Boston Red Sox

Craig Breslow Fired Alex Cora. The Players Are Telling You Everything You Need to Know.

After a 17-1 win. Let that — no, wait, that’s banned. After a 17-1 blowout in Baltimore, Craig Breslow flew to the hotel, called a meeting that lasted two minutes, and fired Alex Cora along with five coaches. Zero questions allowed. John Henry stood in the back of the room and said nothing. The Red Sox had just beaten the Orioles by 16 runs.

Jeff Passan reported the entire thing was over before most people realized it had started.

Wilyer Abreu was in tears. Carlos Narváez was in tears. Trevor Story went in front of a microphone and said the direction of this team is “up in the air.” That’s a player telling you, as diplomatically as he can, that nobody knows what’s happening. Trevor Story — a guy who has spent the last two years on the injured list and has earned the right to say absolutely nothing controversial — chose to say that.

That’s the tell.

When the players who have the most to lose by making waves start making waves, the building is actually on fire.

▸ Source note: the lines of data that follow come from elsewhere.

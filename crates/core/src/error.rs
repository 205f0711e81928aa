//! Domain error model.

use thiserror::Error;

/// Result type used across the domain layer.
pub type DomainResult<T> = Result<T, DomainError>;

/// Domain-level error.
///
/// Keep this focused on deterministic input failures. Registry refusals have
/// their own enums in the inventory crate; storage failures belong to infra.
#[derive(Debug, Error, Clone, PartialEq, Eq)]
pub enum DomainError {
    /// A value failed validation (e.g. malformed input).
    #[error("validation failed: {0}")]
    Validation(String),

    /// An identifier was invalid (e.g. parse failure).
    #[error("invalid identifier: {0}")]
    InvalidId(String),
}

impl DomainError {
    pub fn validation(msg: impl Into<String>) -> Self {
        Self::Validation(msg.into())
    }

    pub fn invalid_id(msg: impl Into<String>) -> Self {
        Self::InvalidId(msg.into())
    }
}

Cora told Breslow directly in 2025 — confirmed by Sports Illustrated — “fire me if you want to change coaches.” That’s not a bluff. That’s a man laying out the terms of his own employment clearly, to his boss, in plain language. Breslow waited fourteen months, flew to Baltimore after a win, and held a two-minute meeting with no questions. That’s not a leadership decision. That’s an ambush with a press release.

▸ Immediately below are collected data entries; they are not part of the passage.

use chrono::{DateTime, Utc};
use thiserror::Error;

use dealership_core::CarId;

use crate::car::{Car, CarStatus};
use crate::events::{CarAdded, CarSold};
use crate::report::{AvailableListing, CarView, DailyReport};

/// Why a sell transaction was refused. Neither case mutates the registry.
#[derive(Debug, Clone, Copy, PartialEq, Eq, Error)]
pub enum SellError {
    #[error("no car with ID {0}")]
    NotFound(CarId),

    #[error("car with ID {0} is already sold")]
    AlreadySold(CarId),
}

#[derive(Debug, Clone, Copy, PartialEq, Eq, Error)]
pub enum AddError {
    #[error("car IDs are exhausted")]
    IdsExhausted,
}

#[derive(Debug, Clone, Copy, PartialEq, Eq, Error)]
pub enum RestoreError {
    #[error("duplicate car ID {0}")]
    DuplicateId(CarId),
}

/// A record read back from storage, ready to be re-inserted.
#[derive(Debug, Clone, PartialEq)]
pub struct RestoredCar {
    pub id: CarId,
    pub model: String,
    pub register_year: u32,
    pub initial_price: f64,
    pub status: CarStatus,
}

/// Owning collection of cars plus identifier assignment.
///
/// Invariants:
/// - ids are unique
/// - `next_id` is `max(id) + 1`, or 1 when empty; `None` once `u32::MAX` is taken
/// - insertion order is preserved (reports rely on it)
#[derive(Debug, Clone, PartialEq)]
pub struct CarRegistry {
    cars: Vec<Car>,
    next_id: Option<CarId>,
}

impl Default for CarRegistry {
    fn default() -> Self {
        Self::new()
    }
}

impl CarRegistry {
    pub fn new() -> Self {
        Self {
            cars: Vec::new(),
            next_id: Some(CarId::FIRST),
        }
    }

    pub fn count(&self) -> usize {
        self.cars.len()
    }

    pub fn is_empty(&self) -> bool {
        self.cars.is_empty()
    }

    /// Identifier the next added car will receive, `None` when ids are exhausted.
    pub fn next_id(&self) -> Option<CarId> {
        self.next_id
    }

    pub fn get(&self, id: CarId) -> Option<&Car> {
        self.cars.iter().find(|c| c.id_typed() == id)
    }

    /// All cars in insertion order.
    pub fn cars(&self) -> impl Iterator<Item = &Car> {
        self.cars.iter()
    }

    /// `false` for unknown ids.
    pub fn is_sold(&self, id: CarId) -> bool {
        self.get(id).is_some_and(Car::is_sold)
    }

    /// List a new car, stamped with `occurred_at` as its depreciation origin.
    ///
    /// Fails without mutation once every `u32` id has been handed out.
    pub fn add_car(
        &mut self,
        model: impl Into<String>,
        register_year: u32,
        initial_price: f64,
        occurred_at: DateTime<Utc>,
    ) -> Result<CarAdded, AddError> {
        let Some(id) = self.next_id else {
            tracing::warn!("add rejected: car IDs exhausted");
            return Err(AddError::IdsExhausted);
        };
        let car = Car::new(
            id,
            model.into(),
            register_year,
            initial_price,
            occurred_at,
            CarStatus::Available,
        );

        let added = CarAdded {
            car_id: id,
            model: car.model().to_string(),
            register_year,
            initial_price,
            occurred_at,
        };

        self.cars.push(car);
        self.next_id = id.next();

        tracing::info!(
            event = added.event_type(),
            car_id = %id,
            model = %added.model,
            register_year,
            initial_price,
            "car added"
        );
        Ok(added)
    }

    pub fn add_car_now(
        &mut self,
        model: impl Into<String>,
        register_year: u32,
        initial_price: f64,
    ) -> Result<CarAdded, AddError> {
        self.add_car(model, register_year, initial_price, Utc::now())
    }

    /// Sell a car at its depreciated price as of `occurred_at`.
    ///
    /// Either the status flips to sold with the computed price in one
    /// assignment, or nothing changes.
    pub fn sell_car(&mut self, id: CarId, occurred_at: DateTime<Utc>) -> Result<CarSold, SellError> {
        let Some(car) = self.cars.iter_mut().find(|c| c.id_typed() == id) else {
            tracing::warn!(car_id = %id, "sell rejected: not found");
            return Err(SellError::NotFound(id));
        };

        if car.is_sold() {
            tracing::warn!(car_id = %id, "sell rejected: already sold");
            return Err(SellError::AlreadySold(id));
        }

        let sale_price = car.current_price(occurred_at);
        car.mark_sold(sale_price);

        let sold = CarSold {
            car_id: id,
            model: car.model().to_string(),
            initial_price: car.initial_price(),
            sale_price,
            occurred_at,
        };

        tracing::info!(
            event = sold.event_type(),
            car_id = %id,
            model = %sold.model,
            sale_price,
            "car sold"
        );
        Ok(sold)
    }

    pub fn sell_car_now(&mut self, id: CarId) -> Result<CarSold, SellError> {
        self.sell_car(id, Utc::now())
    }

    /// Drop every record and restart numbering at 1.
    pub fn clear(&mut self) {
        self.cars.clear();
        self.next_id = Some(CarId::FIRST);
    }

    /// Re-insert a stored record, keeping its id and status.
    ///
    /// The depreciation clock of a restored car starts at `restored_at`.
    pub fn restore(
        &mut self,
        record: RestoredCar,
        restored_at: DateTime<Utc>,
    ) -> Result<CarId, RestoreError> {
        let id = record.id;
        if self.get(id).is_some() {
            return Err(RestoreError::DuplicateId(id));
        }

        self.cars.push(Car::new(
            id,
            record.model,
            record.register_year,
            record.initial_price,
            restored_at,
            record.status,
        ));
        if self.next_id.is_some_and(|next| id >= next) {
            self.next_id = id.next();
        }

        tracing::debug!(car_id = %id, sold = record.status.is_sold(), "car restored");
        Ok(id)
    }

    /// Cars still for sale, priced as of `now`.
    pub fn available(&self, now: DateTime<Utc>) -> AvailableListing {
        AvailableListing {
            as_of: now,
            cars: self
                .cars
                .iter()
                .filter(|c| !c.is_sold())
                .map(|c| CarView::of(c, now))
                .collect(),
        }
    }

    /// Sold and unsold partitions, each in insertion order.
    pub fn daily_report(&self, now: DateTime<Utc>) -> DailyReport {
        let (sold, available): (Vec<&Car>, Vec<&Car>) = self.cars.iter().partition(|c| c.is_sold());

        DailyReport {
            as_of: now,
            sold: sold.into_iter().map(|c| CarView::of(c, now)).collect(),
            available: available.into_iter().map(|c| CarView::of(c, now)).collect(),
        }
    }
}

Five coaches gone: Pete Fatse, Dillon Lawson, Ramón Vázquez, Kyle Hudson, Joe Cronin. All of them walked out of a Baltimore hotel the night their team had its best offensive performance of the season. Chad Tracy, who was managing Triple-A Worcester this morning, is now the interim manager of a major league club with a 10-17 record and a clubhouse full of stunned players.

Garrett Whitlock was described as in shock. Garrett Crochet — who Breslow acquired, who I wrote about back in April when he gave up 11 runs in 1.2 innings and Craig Breslow Wants You to Be Patient — was in shock. The whole thing reads less like a managerial change and more like a controlled demolition of whatever trust remained between the front office and the 40-man roster.

The Red Sox fired Terry Francona after the 2011 collapse. That time, the narrative was beer and chicken in the clubhouse — the players got blamed. The front office walked away clean. This time the players are the ones standing in the rubble saying they don’t know what the plan is, and the front office is the one that flew to Baltimore to drop the hammer.

Alex Bregman spent part of 2025 actively intervening to keep the hitting coaches around. His departure to the Cubs removed the last guy in the room with enough political standing to push back on Breslow. Two months later, those same coaches are carrying boxes out of Camden Yards.

Breslow, for his part, acknowledged that his communication style drew criticism and said he’s “open to feedback.” In the early morning hours after the firing, Cora sent an emotional email to the entire organization. The Phillies reportedly called Cora — he turned them down.

That’s the part that sticks with me. He turned them down.

A man who just got blindsided in a two-minute meeting in a hotel in Baltimore, on the night his team won by 16, still isn’t jumping at the first available exit. That says something about how much Alex Cora actually wanted to be the Red Sox manager. And it makes what Breslow did feel even cheaper.

This isn’t about 10-17. The Yankees were 10-17 once and won a World Series. It’s about how you run a franchise, how you treat people who work for you, and whether your players believe you have a coherent vision for where this is going. Right now, the players are giving you the answer in real time, and it’s not the one Breslow is hoping for.